● **Work task**:
Give back every record below, character for character.

● **Data in this exercise**:
------------
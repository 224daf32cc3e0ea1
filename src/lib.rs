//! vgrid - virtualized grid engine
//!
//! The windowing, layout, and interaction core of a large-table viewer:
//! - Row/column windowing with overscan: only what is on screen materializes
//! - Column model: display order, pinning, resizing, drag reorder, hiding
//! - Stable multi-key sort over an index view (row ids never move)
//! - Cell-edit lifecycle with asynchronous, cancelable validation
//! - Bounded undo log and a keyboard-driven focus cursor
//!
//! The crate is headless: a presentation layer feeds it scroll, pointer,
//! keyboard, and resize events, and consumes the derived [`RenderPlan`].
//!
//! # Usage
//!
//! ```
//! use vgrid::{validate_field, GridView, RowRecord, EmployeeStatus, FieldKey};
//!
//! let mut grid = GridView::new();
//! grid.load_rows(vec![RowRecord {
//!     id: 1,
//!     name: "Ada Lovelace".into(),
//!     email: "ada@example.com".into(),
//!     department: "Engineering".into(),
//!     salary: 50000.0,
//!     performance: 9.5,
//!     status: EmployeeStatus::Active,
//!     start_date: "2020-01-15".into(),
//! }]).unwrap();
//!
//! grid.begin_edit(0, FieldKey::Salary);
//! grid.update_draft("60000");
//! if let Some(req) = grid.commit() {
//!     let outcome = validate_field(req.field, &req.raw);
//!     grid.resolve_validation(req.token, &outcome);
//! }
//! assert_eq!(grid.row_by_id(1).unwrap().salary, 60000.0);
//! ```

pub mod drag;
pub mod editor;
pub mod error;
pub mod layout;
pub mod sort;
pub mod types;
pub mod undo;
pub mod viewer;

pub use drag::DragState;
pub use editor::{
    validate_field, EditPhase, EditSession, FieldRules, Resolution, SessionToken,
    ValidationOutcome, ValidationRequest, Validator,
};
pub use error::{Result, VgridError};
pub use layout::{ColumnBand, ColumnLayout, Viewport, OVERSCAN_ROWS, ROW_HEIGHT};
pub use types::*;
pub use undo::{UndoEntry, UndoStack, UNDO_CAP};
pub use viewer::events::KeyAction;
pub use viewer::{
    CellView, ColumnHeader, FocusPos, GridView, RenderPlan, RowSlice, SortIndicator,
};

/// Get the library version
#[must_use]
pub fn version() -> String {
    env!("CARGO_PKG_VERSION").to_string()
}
------------
● **Exercise result**:
repository 224daf32cc3e0ea1
filename src/lib.rs
//! vgrid - virtualized grid engine
//!
//! The windowing, layout, and interaction core of a large-table viewer:
//! - Row/column windowing with overscan: only what is on screen materializes
//! - Column model: display order, pinning, resizing, drag reorder, hiding
//! - Stable multi-key sort over an index view (row ids never move)
//! - Cell-edit lifecycle with asynchronous, cancelable validation
//! - Bounded undo log and a keyboard-driven focus cursor
//!
//! The crate is headless: a presentation layer feeds it scroll, pointer,
//! keyboard, and resize events, and consumes the derived [`RenderPlan`].
//!
//! # Usage
//!
//! ```
//! use vgrid::{validate_field, GridView, RowRecord, EmployeeStatus, FieldKey};
//!
//! let mut grid = GridView::new();
//! grid.load_rows(vec![RowRecord {
//!     id: 1,
//!     name: "Ada Lovelace".into(),
//!     email: "ada@example.com".into(),
//!     department: "Engineering".into(),
//!     salary: 50000.0,
//!     performance: 9.5,
//!     status: EmployeeStatus::Active,
//!     start_date: "2020-01-15".into(),
//! }]).unwrap();
//!
//! grid.begin_edit(0, FieldKey::Salary);
//! grid.update_draft("60000");
//! if let Some(req) = grid.commit() {
//!     let outcome = validate_field(req.field, &req.raw);
//!     grid.resolve_validation(req.token, &outcome);
//! }
//! assert_eq!(grid.row_by_id(1).unwrap().salary, 60000.0);
//! ```

pub mod drag;
pub mod editor;
pub mod error;
pub mod layout;
pub mod sort;
pub mod types;
pub mod undo;
pub mod viewer;

pub use drag::DragState;
pub use editor::{
    validate_field, EditPhase, EditSession, FieldRules, Resolution, SessionToken,
    ValidationOutcome, ValidationRequest, Validator,
};
pub use error::{Result, VgridError};
pub use layout::{ColumnBand, ColumnLayout, Viewport, OVERSCAN_ROWS, ROW_HEIGHT};
pub use types::*;
pub use undo::{UndoEntry, UndoStack, UNDO_CAP};
pub use viewer::events::KeyAction;
pub use viewer::{
    CellView, ColumnHeader, FocusPos, GridView, RenderPlan, RowSlice, SortIndicator,
};

/// Get the library version
#[must_use]
pub fn version() -> String {
    env!("CARGO_PKG_VERSION").to_string()
}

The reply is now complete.